Before we discuss the signs of a gluten intolerance or sensitivity it is important that you recognize the vital distinction between a gluten intolerance/sensitivity and a full blown gluten allergy. Over here at Paleo Grubs we’ve written about this and the great gluten debate before. For the purposes of this article we have put celiac and non-celiac gluten sensitivity (NCGS) into the same basket as we discuss the potential symptoms of both.
One of the only ways to figure out if your symptoms are as a result of a reaction to gluten is by cutting out all gluten and seeing whether your symptoms disappear. Of course here at Paleo grubs we encourage this as it is in line with the Paleo lifestyle.
One of the biggest factors in the debate is how to recognize if your symptoms are pointing to a reaction with Gluten. Unfortunately unless you are a Celiac sufferer it is almost impossible to confirm that gluten is the culprit. The symptoms in adults and children seem to vary greatly and the experts even disagree when it comes to the actual list of symptoms.
We’ve had a look at the existing evidence and put together 5 signs that you may have a gluten allergy. The list is by no means comprehensive as many celiac experts claim that there are over 200 symptoms associated with celiac disease and non celiac gluten sensitivity (1).
1) Unexplained Iron-Deficiency Anaemia
Iron deficiency anaemia is one of the most common malabsorption issues associated with both Celiac disease as well as NCGS. Other symptoms which might also be noticeable as a result of the anaemia is hair loss, shortness of breath, headaches, restless leg syndrome and being easily bruised.
The reason for the malabsorption is often as a result of the microvilli in our intestines becoming flattened. When this happens as a result of the continuous gluten injury, the acid responsible for iron absorption within our intestines is also affected (2, 3)

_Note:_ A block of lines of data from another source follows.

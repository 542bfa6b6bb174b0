//! Durable agent snapshots
//!
//! One JSON file per agent at `<state_dir>/<agent_id>.json`. Writes go to a
//! temporary sibling and are renamed into place, so a reader sees either the
//! previous snapshot or the new one, never a torn file.

use std::path::{Path, PathBuf};
use tokio::fs;
use tracing::debug;
use troupe_core::{AgentId, Result};

use crate::state_machine::StateSnapshot;

/// Directory-backed snapshot store
#[derive(Debug, Clone)]
pub struct StateStore {
    dir: PathBuf,
}

impl StateStore {
    pub fn new(dir: impl Into<PathBuf>) -> Self {
        Self { dir: dir.into() }
    }

    pub fn dir(&self) -> &Path {
        &self.dir
    }

    pub fn path_for(&self, agent_id: &AgentId) -> PathBuf {
        self.dir.join(format!("{}.json", agent_id))
    }

    /// Atomically replace the agent's snapshot
    pub async fn save(&self, snapshot: &StateSnapshot) -> Result<PathBuf> {
        fs::create_dir_all(&self.dir).await?;

        let path = self.path_for(&snapshot.agent_id);
        let tmp = self.dir.join(format!(".{}.json.tmp", snapshot.agent_id));
        let json = serde_json::to_vec_pretty(snapshot)?;

        fs::write(&tmp, json).await?;
        fs::rename(&tmp, &path).await?;
        debug!("Saved {} in {} to {}", snapshot.agent_id, snapshot.state, path.display());
        Ok(path)
    }

    /// Load an agent's snapshot, `None` if it was never saved
    pub async fn load(&self, agent_id: &AgentId) -> Result<Option<StateSnapshot>> {
        let path = self.path_for(agent_id);
        match fs::read(&path).await {
            Ok(bytes) => Ok(Some(serde_json::from_slice(&bytes)?)),
            Err(e) if e.kind() == std::io::ErrorKind::NotFound => Ok(None),
            Err(e) => Err(e.into()),
        }
    }

    /// Every snapshot in the directory, sorted by agent id
    pub async fn list(&self) -> Result<Vec<StateSnapshot>> {
        let mut entries = match fs::read_dir(&self.dir).await {
            Ok(entries) => entries,
            Err(e) if e.kind() == std::io::ErrorKind::NotFound => return Ok(Vec::new()),
            Err(e) => return Err(e.into()),
        };

        let mut snapshots = Vec::new();
        while let Some(entry) = entries.next_entry().await? {
            let path = entry.path();
            let is_snapshot = path.extension().is_some_and(|ext| ext == "json")
                && !entry.file_name().to_string_lossy().starts_with('.');
            if is_snapshot {
                let bytes = fs::read(&path).await?;
                snapshots.push(serde_json::from_slice::<StateSnapshot>(&bytes)?);
            }
        }
        snapshots.sort_by(|a, b| a.agent_id.as_str().cmp(b.agent_id.as_str()));
        Ok(snapshots)
    }

    /// Delete an agent's snapshot; `false` if there was none
    pub async fn remove(&self, agent_id: &AgentId) -> Result<bool> {
        match fs::remove_file(self.path_for(agent_id)).await {
            Ok(()) => Ok(true),
            Err(e) if e.kind() == std::io::ErrorKind::NotFound => Ok(false),
            Err(e) => Err(e.into()),
        }
    }
}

2) Digestive Issues (Pain, Bloating, Constipation or Diarrhea)
Digestive issues in those who suffer from the spectrum of gluten allergies and intolerances are extremely common. In some people it will only be bloating or constipation etc, in others they will experience all the symptoms at one time or another as the disease progresses. In a nutshell, because of the flattening of the microvilli, digestion and absorption of nutrients and liquid are affected- and this either leads to constipation, diarrhea, bloating or even all three (4,5).
3) Depression and or Anxiety
There are a few theories as to why Celiac sufferers often suffer from depression or anxiety. In those that have been newly diagnosed, it could be a reaction to a new, restrictive way of life. Another possible theory is once again linked to malabsorption issues. This time in terms of tryptophan, which is an essential amino acid needed for serotonin production-your bodied very own happy hormone. It could also be linked to vitamin B6 and potentially folate deficiency as well. In a Scandinavian study, celiac patients were given vitamin B6, and interestingly their symptoms of depression improved (6, 7, 8,9)

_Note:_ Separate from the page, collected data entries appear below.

//! Generic agent state machine
//!
//! Each agent owns exactly one [`StateMachine`] parameterized by its state
//! enum. The engine knows nothing about what states mean; it only:
//! - validates every transition against the state type's edge table
//! - holds the agent's free-form StateData
//! - publishes one notification per committed transition
//!
//! Illegal transitions return `InvalidTransition` and leave the machine
//! untouched. Control-flow fields (loop counters, plans, origin states) live
//! on the concrete agent, not in StateData.

use chrono::{DateTime, Utc};
use serde::{Deserialize, Serialize};
use serde_json::{Map, Value};
use std::fmt::Debug;
use std::hash::Hash;
use tracing::{debug, info};
use troupe_core::{AgentId, AgentType, Result, StateChangeNotification, TroupeError};

use crate::notifications::StateNotifier;

/// Free-form per-agent working context
pub type StateData = Map<String, Value>;

/// Key under which the cause of a forced ERROR is recorded
pub const ERROR_KEY: &str = "error";

/// A closed set of states with a fixed edge table
pub trait AgentState: Copy + Eq + Hash + Debug + Send + Sync + 'static {
    /// Agent kind this state set belongs to
    const AGENT_TYPE: AgentType;

    fn initial() -> Self;

    /// The ERROR state every non-terminal state may fall into
    fn error() -> Self;

    fn all() -> &'static [Self];

    /// Legal next states
    fn successors(&self) -> &'static [Self];

    /// Canonical upper-case name
    fn as_str(&self) -> &'static str;

    fn is_terminal(&self) -> bool {
        self.successors().is_empty()
    }

    fn can_transition_to(&self, next: Self) -> bool {
        self.successors().contains(&next)
    }

    fn parse(name: &str) -> Option<Self> {
        Self::all().iter().copied().find(|s| s.as_str() == name)
    }
}

/// Serializable `(agent, state, data)` unit used for persistence
#[derive(Debug, Clone, PartialEq, Serialize, Deserialize)]
pub struct StateSnapshot {
    pub agent_id: AgentId,
    pub agent_type: AgentType,
    pub state: String,
    #[serde(default)]
    pub state_data: StateData,
    /// Agent-specific typed progress (counters, plans, context)
    #[serde(default, skip_serializing_if = "Option::is_none")]
    pub progress: Option<Value>,
    pub saved_at: DateTime<Utc>,
}

/// State holder with transition validation
#[derive(Debug)]
pub struct StateMachine<S: AgentState> {
    agent_id: AgentId,
    current: S,
    data: StateData,
    notifier: Option<StateNotifier>,
    transitions: u64,
}

impl<S: AgentState> StateMachine<S> {
    pub fn new(agent_id: AgentId) -> Self {
        Self {
            agent_id,
            current: S::initial(),
            data: StateData::new(),
            notifier: None,
            transitions: 0,
        }
    }

    /// Route future transition notifications to `notifier`
    pub fn attach_notifier(&mut self, notifier: StateNotifier) {
        self.notifier = Some(notifier);
    }

    pub fn agent_id(&self) -> &AgentId {
        &self.agent_id
    }

    pub fn agent_type(&self) -> AgentType {
        S::AGENT_TYPE
    }

    pub fn current_state(&self) -> S {
        self.current
    }

    pub fn is_terminal(&self) -> bool {
        self.current.is_terminal()
    }

    /// Number of transitions committed by this machine
    pub fn transition_count(&self) -> u64 {
        self.transitions
    }

    /// Move to `next` if the edge exists, then publish a notification
    pub fn transition_to(&mut self, next: S) -> Result<()> {
        let from = self.current;
        if !from.can_transition_to(next) {
            return Err(TroupeError::InvalidTransition {
                agent_type: S::AGENT_TYPE,
                from: from.as_str().to_string(),
                to: next.as_str().to_string(),
            });
        }

        self.current = next;
        self.transitions += 1;
        info!("{}: {} -> {}", self.agent_id, from.as_str(), next.as_str());

        if let Some(notifier) = &self.notifier {
            notifier.publish(StateChangeNotification {
                agent_id: self.agent_id.clone(),
                agent_type: S::AGENT_TYPE,
                from_state: from.as_str().to_string(),
                to_state: next.as_str().to_string(),
                timestamp: Utc::now(),
            });
        }
        Ok(())
    }

    /// Move to ERROR from any non-terminal state, recording `cause`
    ///
    /// Returns `false` when the machine was already terminal.
    pub fn force_error(&mut self, cause: &str) -> Result<bool> {
        if self.current.is_terminal() {
            debug!(
                "{}: ignoring error in terminal state {}: {}",
                self.agent_id,
                self.current.as_str(),
                cause
            );
            return Ok(false);
        }
        self.data
            .insert(ERROR_KEY.to_string(), Value::String(cause.to_string()));
        self.transition_to(S::error())?;
        Ok(true)
    }

    /// Resolve a state name within this agent type's state set
    pub fn validate_state(&self, name: &str) -> Result<S> {
        S::parse(name).ok_or_else(|| TroupeError::UnknownState {
            agent_type: S::AGENT_TYPE,
            state: name.to_string(),
        })
    }

    /// Copy of the current StateData
    pub fn state_data(&self) -> StateData {
        self.data.clone()
    }

    pub fn set_state_data(&mut self, key: impl Into<String>, value: impl Into<Value>) {
        self.data.insert(key.into(), value.into());
    }

    pub fn state_value(&self, key: &str) -> Option<Value> {
        self.data.get(key).cloned()
    }

    pub fn remove_state_data(&mut self, key: &str) -> Option<Value> {
        self.data.remove(key)
    }

    /// Append `value` to the array stored under `key`, creating it if needed
    pub fn push_state_data(&mut self, key: &str, value: impl Into<Value>) {
        let entry = self
            .data
            .entry(key.to_string())
            .or_insert_with(|| Value::Array(Vec::new()));
        match entry {
            Value::Array(items) => items.push(value.into()),
            other => *other = Value::Array(vec![other.take(), value.into()]),
        }
    }

    pub fn snapshot(&self, progress: Option<Value>) -> StateSnapshot {
        StateSnapshot {
            agent_id: self.agent_id.clone(),
            agent_type: S::AGENT_TYPE,
            state: self.current.as_str().to_string(),
            state_data: self.data.clone(),
            progress,
            saved_at: Utc::now(),
        }
    }

    /// Rebuild a machine from a snapshot of the same agent type
    ///
    /// No notification is published; restoring is not a transition.
    pub fn restore(snapshot: &StateSnapshot) -> Result<Self> {
        if snapshot.agent_type != S::AGENT_TYPE {
            return Err(TroupeError::Protocol(format!(
                "snapshot for {} is a {} snapshot, expected {}",
                snapshot.agent_id,
                snapshot.agent_type,
                S::AGENT_TYPE
            )));
        }

        let mut machine = Self::new(snapshot.agent_id.clone());
        machine.current = machine.validate_state(&snapshot.state)?;
        machine.data = snapshot.state_data.clone();
        Ok(machine)
    }
}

4) Dermatitis Herpetiformis (Eczema or an Itching Skin Rash)
This skin condition can be viewed as both a blessing and a curse. The good thing about it is that it is an absolute tell tale sign that gluten is toxic to your system. Dermatitis herpetiformis is a chronic disease identified by watery, itchy blisters which might look like pimples.

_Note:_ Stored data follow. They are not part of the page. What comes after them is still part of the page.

//! Message router and notification hub
//!
//! The dispatcher owns:
//! - a registry of attached agents, each with a bounded inbox
//! - a single routing worker draining an intake queue, which keeps delivery
//!   FIFO per sender/recipient pair
//! - pending request slots keyed by request id, completed by the RESULT whose
//!   `reply_to` matches, or failed when the recipient cannot take the request
//!
//! The routing worker never waits on an inbox. A REQUEST for a full or
//! closed inbox fails its pending slot with `InboxFull` or
//! `UnknownRecipient`, so one agent that stops reading cannot stall routing
//! for the others.
//! - the shared state-change notification queue
//!
//! Messages dispatched before [`Dispatcher::start`] are queued and delivered
//! once the worker runs. After [`Dispatcher::stop`] every dispatch fails with
//! `DispatchClosed`.

use std::collections::HashMap;
use std::fmt;
use std::sync::atomic::{AtomicU64, Ordering};
use std::sync::{Arc, Mutex, MutexGuard, PoisonError, RwLock, RwLockReadGuard, RwLockWriteGuard};
use std::time::Duration;
use tokio::sync::mpsc::error::TrySendError;
use tokio::sync::{mpsc, oneshot};
use tokio::task::JoinHandle;
use tokio_util::sync::CancellationToken;
use tracing::{debug, info, warn};
use troupe_core::{
    with_deadline, AgentId, AgentType, DispatcherConfig, Message, MessageKind, Result,
    TroupeConfig, TroupeError,
};
use uuid::Uuid;

use crate::notifications::{NotificationQueue, StateChangeReceiver, StateNotifier};

/// Wiring handed to an agent when it is attached
pub struct AgentChannels {
    pub inbox: mpsc::Receiver<Message>,
    pub notifier: StateNotifier,
    pub dispatcher: Dispatcher,
}

/// Anything the dispatcher can route messages to
pub trait Agent: Send {
    fn id(&self) -> &AgentId;
    fn agent_type(&self) -> AgentType;

    /// Receive inbox, notifier and dispatcher handle on attach
    fn connect(&mut self, channels: AgentChannels);
}

struct Registration {
    agent_type: AgentType,
    inbox: mpsc::Sender<Message>,
}

struct Inner {
    config: DispatcherConfig,
    request_timeout: Option<Duration>,
    registry: RwLock<HashMap<AgentId, Registration>>,
    pending: Mutex<HashMap<Uuid, oneshot::Sender<Result<Message>>>>,
    intake: Mutex<Option<mpsc::UnboundedSender<Message>>>,
    intake_rx: Mutex<Option<mpsc::UnboundedReceiver<Message>>>,
    worker: Mutex<Option<JoinHandle<()>>>,
    notifications: Arc<NotificationQueue>,
    routed: AtomicU64,
}

fn lock<T>(mutex: &Mutex<T>) -> MutexGuard<'_, T> {
    mutex.lock().unwrap_or_else(PoisonError::into_inner)
}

Once the sufferer has ingested gluten an immune response occurs which causes these unsightly blisters. IgA (immunoglobulin A) is deposited under the skin, causing the blisters. The blisters are a hereditary, autoimmune gluten intolerance which can be diagnosed by a biopsy of the blister and the confirmed presence of IgA (10,11)
5) Migraines or Headaches
Many people suffer from migraines and headaches on a daily basis and the reasons are multifactorial. Many times the trigger may be common food products like sugar, chocolate, coffee or cheese for instance but the main culprit may be gluten. If you’ve ever suffered from a migraine you will know quite often the only thing that will help is heavy painkillers. The problem with this is it is not a solution as it is not fixing the cause of the migraine. The Paleo diet makes it easy to rule out many foods which are common triggers such as cheese, chocolate and sugar, best of all gluten is cut out and you will soon know whether it was the cause of your migraines (12, 13)
If you have any of these symptoms it is always best to discuss them with your doctor before engaging in any drastic lifestyle changes. Your doctor will be able to refer you to a Celiac center for expert advice and care.
If you are diagnosed with Celiac disease, or at least suspected to suffer from NCGS the Paleo diet is a good place to start. Not only will you be cutting out processed junk food across the board, but you will also be cutting out grains and other store bought carbohydrates which are full of gluten. Lastly, you may be surprised at how much better you may feel as soon as you start eating the Paleo way. A diet full of nutrient rich, natural ingredients for a healthier self and family.